• **Directions for this task**
After reading the data below, copy out every line that contains the word "environment".

• **Material provided**
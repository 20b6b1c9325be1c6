//! Runtime configuration.
//!
//! Loaded from a JSON file (missing file means defaults), then overridden
//! from the environment:
//! - `AUTOHEAL_STORE_PATH`: store document path
//! - `AUTOHEAL_AUTO_RESOLVE_THRESHOLD`: minimum match score for auto-resolution
//! - `AUTOHEAL_REQUIRED_ENV`: comma-separated env var names the static layer requires

use serde::{Deserialize, Serialize};
use std::collections::BTreeMap;
use std::env;
use std::path::{Path, PathBuf};
use tracing::debug;

use crate::error::ConfigError;
use crate::types::ActionName;

/// Top-level configuration.
#[derive(Debug, Clone, Default, Serialize, Deserialize)]
#[serde(default)]
pub struct AutohealConfig {
    pub store: StoreConfig,
    pub capture: CaptureConfig,
    pub matcher: MatcherConfig,
    pub learner: LearnerConfig,
    /// External commands backing each remediation action
    pub actions: BTreeMap<ActionName, CommandSpec>,
    pub mesh: MeshConfig,
}

#[derive(Debug, Clone, Serialize, Deserialize)]
#[serde(default)]
pub struct StoreConfig {
    pub path: PathBuf,
}

impl Default for StoreConfig {
    fn default() -> Self {
        Self {
            path: PathBuf::from(".autoheal/store.json"),
        }
    }
}

#[derive(Debug, Clone, Serialize, Deserialize)]
#[serde(default)]
pub struct CaptureConfig {
    /// Minimum match score before a resolution runs automatically
    pub auto_resolve_threshold: f64,
    /// Write an escalation row for critical failures that were not auto-resolved
    pub escalate_critical: bool,
    /// Env var name prefixes recorded in the system snapshot (empty records all names)
    pub env_key_prefixes: Vec<String>,
    /// Payload/header keys containing any of these markers are redacted
    pub sensitive_keys: Vec<String>,
}

impl Default for CaptureConfig {
    fn default() -> Self {
        Self {
            auto_resolve_threshold: 0.8,
            escalate_critical: true,
            env_key_prefixes: Vec::new(),
            sensitive_keys: [
                "password",
                "token",
                "secret",
                "authorization",
                "cookie",
                "api_key",
                "apikey",
                "card",
                "cvv",
                "ssn",
            ]
            .iter()
            .map(|s| (*s).to_string())
            .collect(),
        }
    }
}

#[derive(Debug, Clone, Serialize, Deserialize)]
#[serde(default)]
pub struct MatcherConfig {
    /// Scores below this are discarded
    pub min_score: f64,
}

impl Default for MatcherConfig {
    fn default() -> Self {
        Self { min_score: 0.5 }
    }
}

#[derive(Debug, Clone, Serialize, Deserialize)]
#[serde(default)]
pub struct LearnerConfig {
    pub min_cluster_size: usize,
    /// Timeout given to the action of a learned rule
    pub action_timeout_ms: u64,
}

impl Default for LearnerConfig {
    fn default() -> Self {
        Self {
            min_cluster_size: 3,
            action_timeout_ms: 30_000,
        }
    }
}

/// External command run for a remediation action.
#[derive(Debug, Clone, PartialEq, Eq, Serialize, Deserialize)]
pub struct CommandSpec {
    pub program: String,
    #[serde(default)]
    pub args: Vec<String>,
}

#[derive(Debug, Clone, Serialize, Deserialize)]
#[serde(default)]
pub struct MeshConfig {
    /// Env vars whose absence is a critical static issue
    pub required_env: Vec<String>,
    /// Maximum used/total memory ratio before the runtime invariant fails
    pub memory_headroom: f64,
    pub audit_sources: Vec<AuditSourceConfig>,
}

impl Default for MeshConfig {
    fn default() -> Self {
        Self {
            required_env: Vec::new(),
            memory_headroom: 0.95,
            audit_sources: Vec::new(),
        }
    }
}

/// Pair of JSON object files compared by the audit layer.
#[derive(Debug, Clone, PartialEq, Eq, Serialize, Deserialize)]
pub struct AuditSourceConfig {
    pub name: String,
    /// Local cache snapshot
    pub local: PathBuf,
    /// Upstream system-of-record snapshot
    pub upstream: PathBuf,
}

impl AutohealConfig {
    /// Load configuration from `path` and apply environment overrides.
    pub fn load(path: &Path) -> Result<Self, ConfigError> {
        let mut config = Self::from_file(path)?;
        config.apply_env_overrides()?;
        Ok(config)
    }

    /// Parse a config file. A missing file yields the defaults.
    pub fn from_file(path: &Path) -> Result<Self, ConfigError> {
        match std::fs::read_to_string(path) {
            Ok(content) => serde_json::from_str(&content).map_err(|e| ConfigError::Parse {
                path: path.display().to_string(),
                reason: e.to_string(),
            }),
            Err(e) if e.kind() == std::io::ErrorKind::NotFound => {
                debug!(path = %path.display(), "Config file not found, using defaults");
                Ok(Self::default())
            }
            Err(e) => Err(ConfigError::Read {
                path: path.display().to_string(),
                reason: e.to_string(),
            }),
        }
    }

    /// Apply `AUTOHEAL_*` environment overrides.
    pub fn apply_env_overrides(&mut self) -> Result<(), ConfigError> {
        if let Ok(path) = env::var("AUTOHEAL_STORE_PATH") {
            self.store.path = PathBuf::from(path);
        }
        if let Ok(raw) = env::var("AUTOHEAL_AUTO_RESOLVE_THRESHOLD") {
            self.capture.auto_resolve_threshold =
                raw.trim().parse().map_err(|_| ConfigError::InvalidValue {
                    key: "AUTOHEAL_AUTO_RESOLVE_THRESHOLD".to_string(),
                    reason: format!("'{raw}' is not a number"),
                })?;
        }
        if let Ok(raw) = env::var("AUTOHEAL_REQUIRED_ENV") {
            self.mesh.required_env = raw
                .split(',')
                .map(str::trim)
                .filter(|s| !s.is_empty())
                .map(ToString::to_string)
                .collect();
        }
        Ok(())
    }

    /// Every invalid value in the configuration.
    pub fn validate(&self) -> Vec<ConfigError> {
        let mut problems = Vec::new();
        let mut unit_range = |key: &str, value: f64| {
            if !(0.0..=1.0).contains(&value) {
                problems.push(ConfigError::InvalidValue {
                    key: key.to_string(),
                    reason: format!("{value} is outside [0, 1]"),
                });
            }
        };
        unit_range("capture.auto_resolve_threshold", self.capture.auto_resolve_threshold);
        unit_range("matcher.min_score", self.matcher.min_score);
        unit_range("mesh.memory_headroom", self.mesh.memory_headroom);

        if self.learner.min_cluster_size < 2 {
            problems.push(ConfigError::InvalidValue {
                key: "learner.min_cluster_size".to_string(),
                reason: "a cluster needs at least 2 failures".to_string(),
            });
        }
        if self.learner.action_timeout_ms == 0 {
            problems.push(ConfigError::InvalidValue {
                key: "learner.action_timeout_ms".to_string(),
                reason: "timeout must be positive".to_string(),
            });
        }
        for (action, spec) in &self.actions {
            if spec.program.trim().is_empty() {
                problems.push(ConfigError::InvalidValue {
                    key: format!("actions.{action}.program"),
                    reason: "program is empty".to_string(),
                });
            }
        }
        problems
    }
}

• **Answer**
//! from the environment:
    /// Load configuration from `path` and apply environment overrides.
    /// Apply `AUTOHEAL_*` environment overrides.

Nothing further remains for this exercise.